Journal of Clinical Medicine. 2022; 11(13):3821. https://doi.org/10.3390/jcm11133821
Background: Persistent Idiopathic Facial Pain (PIFP), previously named Atypical Facial Pain (AFP) is a poorly understood condition, often diagnosed after several inconclusive investigations. The aim of this retrospective study was to evaluate the demographic and clinical characteristics of patients with PIFP referred to a Facial Pain Center. Methods: Between May 2011 and September 2014, data on 41 PIFP patients were analyzed regarding temporal, topographical and descriptive pain features, including onset, localization, pain descriptors and intensity. Pharmacological pain treatments were also registered. Finally, the presence and type of previous minor oro-surgery procedures in the painful area were investigated. Results: Demographic and clinical characterization were similar to PIFP patients reported in literature.

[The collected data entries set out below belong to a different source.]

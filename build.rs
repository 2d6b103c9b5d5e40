//! Build script for the listening history tracker.
//!
//! Copies the configuration template to the user's local data directory so
//! a ready-to-edit example sits where the application looks for its `.env`.

use std::{env, fs, path::PathBuf};

fn main() -> Result<(), Box<dyn std::error::Error>> {
    // Re-run if the template changes
    println!("cargo:rerun-if-changed=.env.example");

    // Where to copy FROM (crate root)
    let manifest_dir = PathBuf::from(env::var("CARGO_MANIFEST_DIR")?);
    let env_example_path = manifest_dir.join(".env.example");

    // Compute target dir (local data dir) and ensure it exists
    let mut out_dir = dirs::data_local_dir().unwrap_or_else(|| PathBuf::from("."));
    out_dir.push("playlog");
    fs::create_dir_all(&out_dir)?;

    // Only copy if the source exists; otherwise warn instead of failing
    if env_example_path.is_file() {
        let contents = fs::read_to_string(&env_example_path)?;
        fs::write(out_dir.join(".env.example"), contents)?;
    } else {
        println!(
            "cargo:warning=.env.example not found at {}",
            env_example_path.display()
        );
    }

    Ok(())
}
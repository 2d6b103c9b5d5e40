//! Spotify Listening History Tracker Library
//!
//! This library provides functionality for syncing and analyzing a single
//! user's Spotify listening history. It includes modules for API
//! communication, CLI operations, configuration management, durable storage,
//! and windowed listening statistics.
//!
//! # Modules
//!
//! - `api` - HTTP API endpoints for the local callback server
//! - `cli` - Command-line interface implementations
//! - `config` - Configuration management and environment variables
//! - `error` - Error taxonomy shared across the crate
//! - `management` - Token lifecycle, credential storage, and incremental sync
//! - `server` - Local HTTP server for OAuth callbacks
//! - `spotify` - Spotify Web API client implementation
//! - `storage` - SQLite persistence and aggregation queries
//! - `types` - Data structures and type definitions
//! - `utils` - PKCE helpers and report window arithmetic
//!
//! # Example
//!
//! ```
//! use playlog::{config, cli};
//!
//! #[tokio::main]
//! async fn main() -> playlog::Res<()> {
//!     config::load_env().await?;
//!     // Use CLI functions...
//!     Ok(())
//! }
//! ```

pub mod api;
pub mod cli;
pub mod config;
pub mod error;
pub mod management;
pub mod server;
pub mod spotify;
pub mod storage;
pub mod types;
pub mod utils;

/// A convenient Result type alias for operations that may fail.
///
/// All fallible operations in the library report failures through the
/// [`error::Error`] taxonomy; nothing below the CLI layer terminates the
/// process. The worst case an error represents is that the user has to
/// re-authorize.
///
/// # Example
///
/// ```
/// use playlog::Res;
///
/// async fn fetch_data() -> Res<String> {
///     Ok("data".to_string())
/// }
/// ```
pub type Res<T> = std::result::Result<T, error::Error>;

/// Prints an informational message with a blue bullet point.
///
/// Creates a formatted output line with a distinctive blue "o" indicator
/// followed by the provided message. Used for general information and
/// status updates throughout the application.
///
/// # Example
///
/// ```
/// info!("Starting sync...");
/// info!("Fetched {} plays", count);
/// ```
#[macro_export]
macro_rules! info {
  ($($arg:tt)*) => ({
    use colored::Colorize;
    println!("[{}] {}", "o".blue().bold(), std::format_args!($($arg)*));
  })
}

/// Prints a success message with a green checkmark.
///
/// Used to provide positive feedback when operations complete successfully.
///
/// # Example
///
/// ```
/// success!("Sync complete");
/// success!("Inserted {} plays", count);
/// ```
#[macro_export]
macro_rules! success {
  ($($arg:tt)*) => ({
    use colored::Colorize;
    println!("[{}] {}", "✓".green().bold(), std::format_args!($($arg)*));
  })
}

/// Prints an error message with a red exclamation mark and exits the program.
///
/// Immediately terminates the program with exit code 1 after printing. Only
/// the CLI command layer uses this; library code propagates errors through
/// [`Res`] instead.
///
/// # Example
///
/// ```
/// error!("Failed to load configuration");
/// // Program exits here - code after this will not execute
/// ```
#[macro_export]
macro_rules! error {
  ($($arg:tt)*) => ({
    use colored::Colorize;
    println!("[{}] {}", "!".red().bold(), std::format_args!($($arg)*));
    std::process::exit(1);
  })
}

/// Prints a warning message with a yellow exclamation mark.
///
/// Used for recoverable issues or important information that users should
/// notice, like a skipped artist-detail fetch during sync.
///
/// # Example
///
/// ```
/// warning!("Artist lookup failed for {}, continuing", artist_id);
/// ```
#[macro_export]
macro_rules! warning {
  ($($arg:tt)*) => ({
    use colored::Colorize;
    println!("[{}] {}", "!".yellow().bold(), std::format_args!($($arg)*));
  })
}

The presence of previous minor oro-surgery procedures in the painful area was reported in most of these patients, in particular endodontic treatments and tooth extractions. Conclusions: This retrospective analysis showed a high prevalence of minor oro-surgery procedures in our population, while its role in PIFP pathophysiology remains unknown. A new classification of PIFP built around the main discriminant factor of presence of these procedures in the painful area could be considered while available data were still insufficient to define specific diagnostic criteria.